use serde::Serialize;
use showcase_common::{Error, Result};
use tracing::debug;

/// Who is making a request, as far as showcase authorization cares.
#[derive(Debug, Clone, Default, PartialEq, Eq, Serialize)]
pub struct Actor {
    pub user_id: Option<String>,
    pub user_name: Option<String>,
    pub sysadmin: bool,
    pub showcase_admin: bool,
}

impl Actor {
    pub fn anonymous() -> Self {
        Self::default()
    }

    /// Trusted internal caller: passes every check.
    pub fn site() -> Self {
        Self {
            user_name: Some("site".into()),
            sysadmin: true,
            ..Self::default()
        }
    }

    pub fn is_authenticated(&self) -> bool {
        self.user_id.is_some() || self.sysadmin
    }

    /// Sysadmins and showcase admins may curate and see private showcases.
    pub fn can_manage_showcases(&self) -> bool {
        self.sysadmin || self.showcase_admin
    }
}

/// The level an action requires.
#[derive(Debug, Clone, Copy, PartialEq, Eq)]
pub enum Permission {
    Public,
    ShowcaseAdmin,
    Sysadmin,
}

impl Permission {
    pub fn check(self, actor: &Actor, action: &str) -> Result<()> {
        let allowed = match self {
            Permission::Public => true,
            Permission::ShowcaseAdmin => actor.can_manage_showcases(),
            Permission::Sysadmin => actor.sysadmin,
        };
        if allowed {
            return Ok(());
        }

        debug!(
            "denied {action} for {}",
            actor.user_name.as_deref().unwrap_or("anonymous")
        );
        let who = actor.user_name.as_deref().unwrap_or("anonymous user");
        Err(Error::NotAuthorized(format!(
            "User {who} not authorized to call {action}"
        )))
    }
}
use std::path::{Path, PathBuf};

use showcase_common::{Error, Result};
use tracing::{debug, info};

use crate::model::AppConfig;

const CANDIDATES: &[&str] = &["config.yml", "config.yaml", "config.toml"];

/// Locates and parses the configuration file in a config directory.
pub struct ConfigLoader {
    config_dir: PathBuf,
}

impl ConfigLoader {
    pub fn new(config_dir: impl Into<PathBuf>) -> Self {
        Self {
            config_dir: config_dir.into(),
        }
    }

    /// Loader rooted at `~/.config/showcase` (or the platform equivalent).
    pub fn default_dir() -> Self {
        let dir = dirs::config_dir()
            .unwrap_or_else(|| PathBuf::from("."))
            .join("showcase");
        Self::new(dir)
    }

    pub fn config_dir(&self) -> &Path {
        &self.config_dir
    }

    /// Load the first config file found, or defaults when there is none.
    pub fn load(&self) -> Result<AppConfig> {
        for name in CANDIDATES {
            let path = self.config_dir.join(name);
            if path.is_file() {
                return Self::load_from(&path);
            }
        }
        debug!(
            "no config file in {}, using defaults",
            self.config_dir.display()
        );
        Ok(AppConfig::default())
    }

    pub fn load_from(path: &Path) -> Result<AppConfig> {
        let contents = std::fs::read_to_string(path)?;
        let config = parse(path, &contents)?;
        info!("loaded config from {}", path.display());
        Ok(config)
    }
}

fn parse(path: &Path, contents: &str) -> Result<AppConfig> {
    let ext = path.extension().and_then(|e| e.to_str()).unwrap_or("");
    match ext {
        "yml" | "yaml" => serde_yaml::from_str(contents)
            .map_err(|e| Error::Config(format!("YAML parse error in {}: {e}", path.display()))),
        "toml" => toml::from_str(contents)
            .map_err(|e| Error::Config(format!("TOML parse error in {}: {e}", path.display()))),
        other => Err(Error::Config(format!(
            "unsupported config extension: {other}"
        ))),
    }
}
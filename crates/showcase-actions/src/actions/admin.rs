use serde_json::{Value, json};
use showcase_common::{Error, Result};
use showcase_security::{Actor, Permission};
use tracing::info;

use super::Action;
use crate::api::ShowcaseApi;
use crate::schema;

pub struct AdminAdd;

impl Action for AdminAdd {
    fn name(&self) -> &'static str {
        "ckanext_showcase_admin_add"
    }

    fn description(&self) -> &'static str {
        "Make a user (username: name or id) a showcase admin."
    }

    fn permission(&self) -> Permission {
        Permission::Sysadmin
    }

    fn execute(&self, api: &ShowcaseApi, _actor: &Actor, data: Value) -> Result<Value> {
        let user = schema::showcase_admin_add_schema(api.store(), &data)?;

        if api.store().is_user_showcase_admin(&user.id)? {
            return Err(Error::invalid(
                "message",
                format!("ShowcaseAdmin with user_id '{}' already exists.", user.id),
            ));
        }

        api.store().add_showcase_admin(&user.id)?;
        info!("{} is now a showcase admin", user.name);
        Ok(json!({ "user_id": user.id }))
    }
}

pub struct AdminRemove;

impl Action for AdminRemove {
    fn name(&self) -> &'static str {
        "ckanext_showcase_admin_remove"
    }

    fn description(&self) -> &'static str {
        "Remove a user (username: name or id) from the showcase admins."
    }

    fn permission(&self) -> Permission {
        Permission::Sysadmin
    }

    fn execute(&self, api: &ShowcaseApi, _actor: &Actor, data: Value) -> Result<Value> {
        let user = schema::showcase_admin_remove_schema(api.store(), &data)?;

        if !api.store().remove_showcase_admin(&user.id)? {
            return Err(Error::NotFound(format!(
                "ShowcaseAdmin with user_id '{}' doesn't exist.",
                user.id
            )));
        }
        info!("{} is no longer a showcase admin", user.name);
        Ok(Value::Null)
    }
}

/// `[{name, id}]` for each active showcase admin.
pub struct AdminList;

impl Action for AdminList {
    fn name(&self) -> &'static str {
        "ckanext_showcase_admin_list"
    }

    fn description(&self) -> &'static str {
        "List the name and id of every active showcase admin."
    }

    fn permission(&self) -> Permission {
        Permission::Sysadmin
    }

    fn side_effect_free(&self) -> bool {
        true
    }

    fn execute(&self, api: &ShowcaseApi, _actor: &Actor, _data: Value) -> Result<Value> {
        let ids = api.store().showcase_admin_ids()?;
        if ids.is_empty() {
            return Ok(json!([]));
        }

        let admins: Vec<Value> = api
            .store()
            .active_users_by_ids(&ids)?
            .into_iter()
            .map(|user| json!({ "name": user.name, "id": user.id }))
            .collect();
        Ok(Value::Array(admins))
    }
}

» **EXERCISE DESCRIPTION**: Starting with the first record, copy everything through the final one exactly.

» **REPLY TO THE EXERCISE**:
use serde::Serialize;
use showcase_common::{Error, Result};
use tracing::debug;

/// Who is making a request, as far as showcase authorization cares.
#[derive(Debug, Clone, Default, PartialEq, Eq, Serialize)]
pub struct Actor {
    pub user_id: Option<String>,
    pub user_name: Option<String>,
    pub sysadmin: bool,
    pub showcase_admin: bool,
}

impl Actor {
    pub fn anonymous() -> Self {
        Self::default()
    }

    /// Trusted internal caller: passes every check.
    pub fn site() -> Self {
        Self {
            user_name: Some("site".into()),
            sysadmin: true,
            ..Self::default()
        }
    }

    pub fn is_authenticated(&self) -> bool {
        self.user_id.is_some() || self.sysadmin
    }

    /// Sysadmins and showcase admins may curate and see private showcases.
    pub fn can_manage_showcases(&self) -> bool {
        self.sysadmin || self.showcase_admin
    }
}

/// The level an action requires.
#[derive(Debug, Clone, Copy, PartialEq, Eq)]
pub enum Permission {
    Public,
    ShowcaseAdmin,
    Sysadmin,
}

impl Permission {
    pub fn check(self, actor: &Actor, action: &str) -> Result<()> {
        let allowed = match self {
            Permission::Public => true,
            Permission::ShowcaseAdmin => actor.can_manage_showcases(),
            Permission::Sysadmin => actor.sysadmin,
        };
        if allowed {
            return Ok(());
        }

        debug!(
            "denied {action} for {}",
            actor.user_name.as_deref().unwrap_or("anonymous")
        );
        let who = actor.user_name.as_deref().unwrap_or("anonymous user");
        Err(Error::NotAuthorized(format!(
            "User {who} not authorized to call {action}"
        )))
    }
}
use std::path::{Path, PathBuf};

use showcase_common::{Error, Result};
use tracing::{debug, info};

use crate::model::AppConfig;

const CANDIDATES: &[&str] = &["config.yml", "config.yaml", "config.toml"];

/// Locates and parses the configuration file in a config directory.
pub struct ConfigLoader {
    config_dir: PathBuf,
}

impl ConfigLoader {
    pub fn new(config_dir: impl Into<PathBuf>) -> Self {
        Self {
            config_dir: config_dir.into(),
        }
    }

    /// Loader rooted at `~/.config/showcase` (or the platform equivalent).
    pub fn default_dir() -> Self {
        let dir = dirs::config_dir()
            .unwrap_or_else(|| PathBuf::from("."))
            .join("showcase");
        Self::new(dir)
    }

    pub fn config_dir(&self) -> &Path {
        &self.config_dir
    }

    /// Load the first config file found, or defaults when there is none.
    pub fn load(&self) -> Result<AppConfig> {
        for name in CANDIDATES {
            let path = self.config_dir.join(name);
            if path.is_file() {
                return Self::load_from(&path);
            }
        }
        debug!(
            "no config file in {}, using defaults",
            self.config_dir.display()
        );
        Ok(AppConfig::default())
    }

    pub fn load_from(path: &Path) -> Result<AppConfig> {
        let contents = std::fs::read_to_string(path)?;
        let config = parse(path, &contents)?;
        info!("loaded config from {}", path.display());
        Ok(config)
    }
}

fn parse(path: &Path, contents: &str) -> Result<AppConfig> {
    let ext = path.extension().and_then(|e| e.to_str()).unwrap_or("");
    match ext {
        "yml" | "yaml" => serde_yaml::from_str(contents)
            .map_err(|e| Error::Config(format!("YAML parse error in {}: {e}", path.display()))),
        "toml" => toml::from_str(contents)
            .map_err(|e| Error::Config(format!("TOML parse error in {}: {e}", path.display()))),
        other => Err(Error::Config(format!(
            "unsupported config extension: {other}"
        ))),
    }
}
filename crates/showcase-actions/src/actions/admin.rs
use serde_json::{Value, json};
use showcase_common::{Error, Result};
use showcase_security::{Actor, Permission};
use tracing::info;

use super::Action;
use crate::api::ShowcaseApi;
use crate::schema;

pub struct AdminAdd;

impl Action for AdminAdd {
    fn name(&self) -> &'static str {
        "ckanext_showcase_admin_add"
    }

    fn description(&self) -> &'static str {
        "Make a user (username: name or id) a showcase admin."
    }

    fn permission(&self) -> Permission {
        Permission::Sysadmin
    }

    fn execute(&self, api: &ShowcaseApi, _actor: &Actor, data: Value) -> Result<Value> {
        let user = schema::showcase_admin_add_schema(api.store(), &data)?;

        if api.store().is_user_showcase_admin(&user.id)? {
            return Err(Error::invalid(
                "message",
                format!("ShowcaseAdmin with user_id '{}' already exists.", user.id),
            ));
        }

        api.store().add_showcase_admin(&user.id)?;
        info!("{} is now a showcase admin", user.name);
        Ok(json!({ "user_id": user.id }))
    }
}

pub struct AdminRemove;

impl Action for AdminRemove {
    fn name(&self) -> &'static str {
        "ckanext_showcase_admin_remove"
    }

    fn description(&self) -> &'static str {
        "Remove a user (username: name or id) from the showcase admins."
    }

    fn permission(&self) -> Permission {
        Permission::Sysadmin
    }

    fn execute(&self, api: &ShowcaseApi, _actor: &Actor, data: Value) -> Result<Value> {
        let user = schema::showcase_admin_remove_schema(api.store(), &data)?;

        if !api.store().remove_showcase_admin(&user.id)? {
            return Err(Error::NotFound(format!(
                "ShowcaseAdmin with user_id '{}' doesn't exist.",
                user.id
            )));
        }
        info!("{} is no longer a showcase admin", user.name);
        Ok(Value::Null)
    }
}

/// `[{name, id}]` for each active showcase admin.
pub struct AdminList;

impl Action for AdminList {
    fn name(&self) -> &'static str {
        "ckanext_showcase_admin_list"
    }

    fn description(&self) -> &'static str {
        "List the name and id of every active showcase admin."
    }

    fn permission(&self) -> Permission {
        Permission::Sysadmin
    }

    fn side_effect_free(&self) -> bool {
        true
    }

    fn execute(&self, api: &ShowcaseApi, _actor: &Actor, _data: Value) -> Result<Value> {
        let ids = api.store().showcase_admin_ids()?;
        if ids.is_empty() {
            return Ok(json!([]));
        }

        let admins: Vec<Value> = api
            .store()
            .active_users_by_ids(&ids)?
            .into_iter()
            .map(|user| json!({ "name": user.name, "id": user.id }))
            .collect();
        Ok(Value::Array(admins))
    }
}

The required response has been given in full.